Markey would press for the breakup of the monopoly that AT&T Corp. had on phone service, write legislation to increase competition in the cable television industry and collaborate on the Telecommunications Act of 1996.

Markey said those efforts help plant the seeds for the innovation revolution that led from rotary phones to smartphones.

Markey also won over environmentalists when he pushed tougher efficiency standards for household appliances and pressed to set goals to dramatically reduce greenhouse gases.

When oil began spilling into the Gulf of Mexico following an explosion on an offshore rig operated by BP, Markey forced the company to make live video footage of the spill available on a public "Spillcam" website.

"Anybody who knows me knows I take on the tough issues and I get results," he said.

Markey has also proven adaptable.

Once an opponent of abortion rights, Markey quickly switched his position early in his political career.

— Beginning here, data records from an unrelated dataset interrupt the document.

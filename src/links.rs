//! Link classification and rewriting.
//!
//! Every href found while rendering goes through [`LinkResolver::resolve`],
//! which sorts it into one of three kinds:
//!
//! - **External**: absolute URLs, plus any relative path that is not a known
//!   document (rewritten to the repository's browsable source)
//! - **Anchor**: `#fragment` links within the current page
//! - **Internal document**: relative links to another registered markdown
//!   document, which navigate without reloading the page
//!
//! Resolution never fails. Anything that is not recognised falls through to
//! an external link on the source host.

use std::collections::BTreeMap;

use serde::Serialize;

/// Href used when a link has no target at all.
pub const INERT_HREF: &str = "#";

/// Default route for internal document links; `{id}` is replaced.
pub const DEFAULT_ROUTE: &str = "/docs?doc={id}";

const EXTERNAL_PREFIXES: &[&str] = &["http://", "https://", "mailto:"];
const MARKDOWN_EXTENSIONS: &[&str] = &[".md", ".markdown"];

/// What kind of target a link points at.
#[derive(Debug, Clone, PartialEq, Eq, Serialize)]
#[serde(tag = "kind", rename_all = "snake_case")]
pub enum LinkKind {
    External,
    Anchor,
    InternalDoc { doc_id: String },
}

/// A link target after classification.
#[derive(Debug, Clone, PartialEq, Eq, Serialize)]
pub struct ResolvedLink {
    /// Concrete href to render
    pub url: String,
    #[serde(flatten)]
    pub kind: LinkKind,
}

/// What following a resolved link should do.
#[derive(Debug, Clone, PartialEq, Eq)]
pub enum LinkAction {
    /// Switch the selected document and record it in the address bar.
    SelectDocument {
        doc_id: String,
        fragment: Option<String>,
    },
    /// Smooth-scroll to the element with this id.
    ScrollTo(String),
    /// Open in a new browsing context.
    Open(String),
    /// Nothing to follow.
    Inert,
}

impl ResolvedLink {
    fn external(url: impl Into<String>) -> Self {
        Self {
            url: url.into(),
            kind: LinkKind::External,
        }
    }

    /// Target document id for internal links.
    pub fn target_doc_id(&self) -> Option<&str> {
        match &self.kind {
            LinkKind::InternalDoc { doc_id } => Some(doc_id.as_str()),
            _ => None,
        }
    }

    /// Fragment carried by the url, without the leading `#`.
    pub fn fragment(&self) -> Option<&str> {
        self.url
            .split_once('#')
            .map(|(_, fragment)| fragment)
            .filter(|fragment| !fragment.is_empty())
    }

    /// External web links open in a new context without leaking the referrer.
    pub fn opens_new_context(&self) -> bool {
        self.kind == LinkKind::External
            && (self.url.starts_with("http://") || self.url.starts_with("https://"))
    }

    pub fn action(&self) -> LinkAction {
        match &self.kind {
            LinkKind::InternalDoc { doc_id } => LinkAction::SelectDocument {
                doc_id: doc_id.clone(),
                fragment: self.fragment().map(str::to_string),
            },
            LinkKind::Anchor => self
                .fragment()
                .map_or(LinkAction::Inert, |id| LinkAction::ScrollTo(id.to_string())),
            LinkKind::External if self.url == INERT_HREF => LinkAction::Inert,
            LinkKind::External => LinkAction::Open(self.url.clone()),
        }
    }
}

/// Per-document information the resolver needs.
#[derive(Debug, Clone, Copy, Default, PartialEq, Eq)]
pub struct LinkContext {
    /// Whether the current document lives at the repository root rather than
    /// the documentation subdirectory.
    pub is_root: bool,
}

/// Resolves hrefs against a fixed set of documents and a source repository.
#[derive(Debug, Clone)]
pub struct LinkResolver {
    /// Lowercased id -> registered id
    known_doc_ids: BTreeMap<String, String>,
    browse_base: String,
    docs_dir: String,
    route: String,
}

impl LinkResolver {
    /// Create a resolver.
    ///
    /// * `doc_ids` - ids of the documents that can be navigated to in-page
    /// * `browse_base` - base URL of the repository's browsable source
    /// * `docs_dir` - documentation subdirectory, relative to the repository root
    pub fn new<I, S>(doc_ids: I, browse_base: &str, docs_dir: &str) -> Self
    where
        I: IntoIterator<Item = S>,
        S: Into<String>,
    {
        let known_doc_ids = doc_ids
            .into_iter()
            .map(Into::into)
            .map(|id: String| (id.to_lowercase(), id))
            .collect();
        Self {
            known_doc_ids,
            browse_base: browse_base.trim_end_matches('/').to_string(),
            docs_dir: docs_dir.trim_matches('/').to_string(),
            route: DEFAULT_ROUTE.to_string(),
        }
    }

    /// Use a different route template for internal links (`{id}` is replaced).
    #[must_use]
    pub fn with_route(mut self, route: impl Into<String>) -> Self {
        self.route = route.into();
        self
    }

    /// Href for an internal document.
    pub fn route_for(&self, doc_id: &str) -> String {
        self.route.replace("{id}", doc_id)
    }

    /// Classify `href` and compute the url to render.
    ///
    /// # Example
    ///
    /// ```
    /// use docview::links::{LinkContext, LinkResolver};
    ///
    /// let resolver = LinkResolver::new(["usage"], "https://example.com/repo/blob/main", "doc");
    /// let link = resolver.resolve(Some("./usage.md#install"), LinkContext::default());
    /// assert_eq!(link.target_doc_id(), Some("usage"));
    /// assert_eq!(link.url, "/docs?doc=usage#install");
    /// ```
    pub fn resolve(&self, href: Option<&str>, ctx: LinkContext) -> ResolvedLink {
        let href = match href {
            Some(href) if !href.is_empty() => href,
            _ => return ResolvedLink::external(INERT_HREF),
        };

        if EXTERNAL_PREFIXES.iter().any(|prefix| href.starts_with(prefix)) {
            return ResolvedLink::external(href);
        }

        if href.starts_with('#') {
            return ResolvedLink {
                url: href.to_string(),
                kind: LinkKind::Anchor,
            };
        }

        let (path, suffix) = split_suffix(href);
        let clean = self.clean_path(path);

        if let Some(doc_id) = self.document_for(clean) {
            return ResolvedLink {
                url: append_suffix(self.route_for(doc_id), suffix),
                kind: LinkKind::InternalDoc {
                    doc_id: doc_id.to_string(),
                },
            };
        }

        ResolvedLink::external(format!("{}{suffix}", self.browse_url(clean, ctx.is_root)))
    }

    fn clean_path<'a>(&self, path: &'a str) -> &'a str {
        let path = path.strip_prefix("./").unwrap_or(path);
        let path = path.strip_suffix('/').unwrap_or(path);
        if self.docs_dir.is_empty() {
            return path;
        }
        path.strip_prefix(self.docs_dir.as_str())
            .and_then(|rest| rest.strip_prefix('/'))
            .unwrap_or(path)
    }

    fn document_for(&self, clean: &str) -> Option<&str> {
        let lower = clean.to_lowercase();
        let stem = MARKDOWN_EXTENSIONS
            .iter()
            .find_map(|ext| lower.strip_suffix(ext))?;
        let file_name = stem.rsplit('/').next().unwrap_or(stem);
        self.known_doc_ids.get(file_name).map(String::as_str)
    }

    fn browse_url(&self, clean: &str, is_root: bool) -> String {
        repository_url(&self.browse_base, &self.docs_dir, clean, is_root)
    }
}

/// Join a repository-relative `path` onto `base`.
///
/// Paths are relative to `docs_dir` unless `is_root`; each leading `../`
/// climbs one directory (never above `base`) and a leading `/` starts from
/// the repository root.
pub fn repository_url(base: &str, docs_dir: &str, path: &str, is_root: bool) -> String {
    let mut dirs: Vec<&str> = if is_root {
        Vec::new()
    } else {
        docs_dir.split('/').filter(|d| !d.is_empty()).collect()
    };

    let mut rest = path;
    if let Some(stripped) = rest.strip_prefix('/') {
        dirs.clear();
        rest = stripped;
    }
    loop {
        if let Some(stripped) = rest.strip_prefix("../") {
            dirs.pop();
            rest = stripped;
        } else if let Some(stripped) = rest.strip_prefix("./") {
            rest = stripped;
        } else if rest == ".." {
            dirs.pop();
            rest = "";
        } else {
            break;
        }
    }

    let mut url = base.trim_end_matches('/').to_string();
    for dir in dirs {
        url.push('/');
        url.push_str(dir);
    }
    url.push('/');
    url.push_str(rest);
    url
}

/// Append a preserved query/fragment to a route that may carry its own query.
fn append_suffix(mut url: String, suffix: &str) -> String {
    match suffix.strip_prefix('?') {
        Some(query) if url.contains('?') => {
            url.push('&');
            url.push_str(query);
        }
        _ => url.push_str(suffix),
    }
    url
}

/// Split `href` at the first `?` or `#`, keeping the delimiter in the suffix.
fn split_suffix(href: &str) -> (&str, &str) {
    href.find(|c: char| c == '?' || c == '#')
        .map_or((href, ""), |idx| href.split_at(idx))
}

"I just decided that it was the woman's choice and that the decision should be between her and her physician and her family," he said.

Markey has also fended off critics who point to the home he owns in Chevy Chase, Md., to suggest that he's gone from political firebrand to Washington insider. But Markey insists his true home is the family's house in Malden.

Markey and his wife bought the house in 2001 following his father's death.

"I have lived in the same house in Malden for more than 60 years," he said.

The Markey and Lynch campaigns are spending the remaining days and hours before Tuesday's primary traveling across the state in an attempt to rally the vote for their respective candidate.

The Republican U.S. Senate candidates - Michael Sullivan, the former U.S. attorney, Gabriel Gomez, the private equity investor and former Navy SEAL, and State Rep. Daniel Winslow – are also criss-crossing the state stressing their biographies and plans in the final days of the race.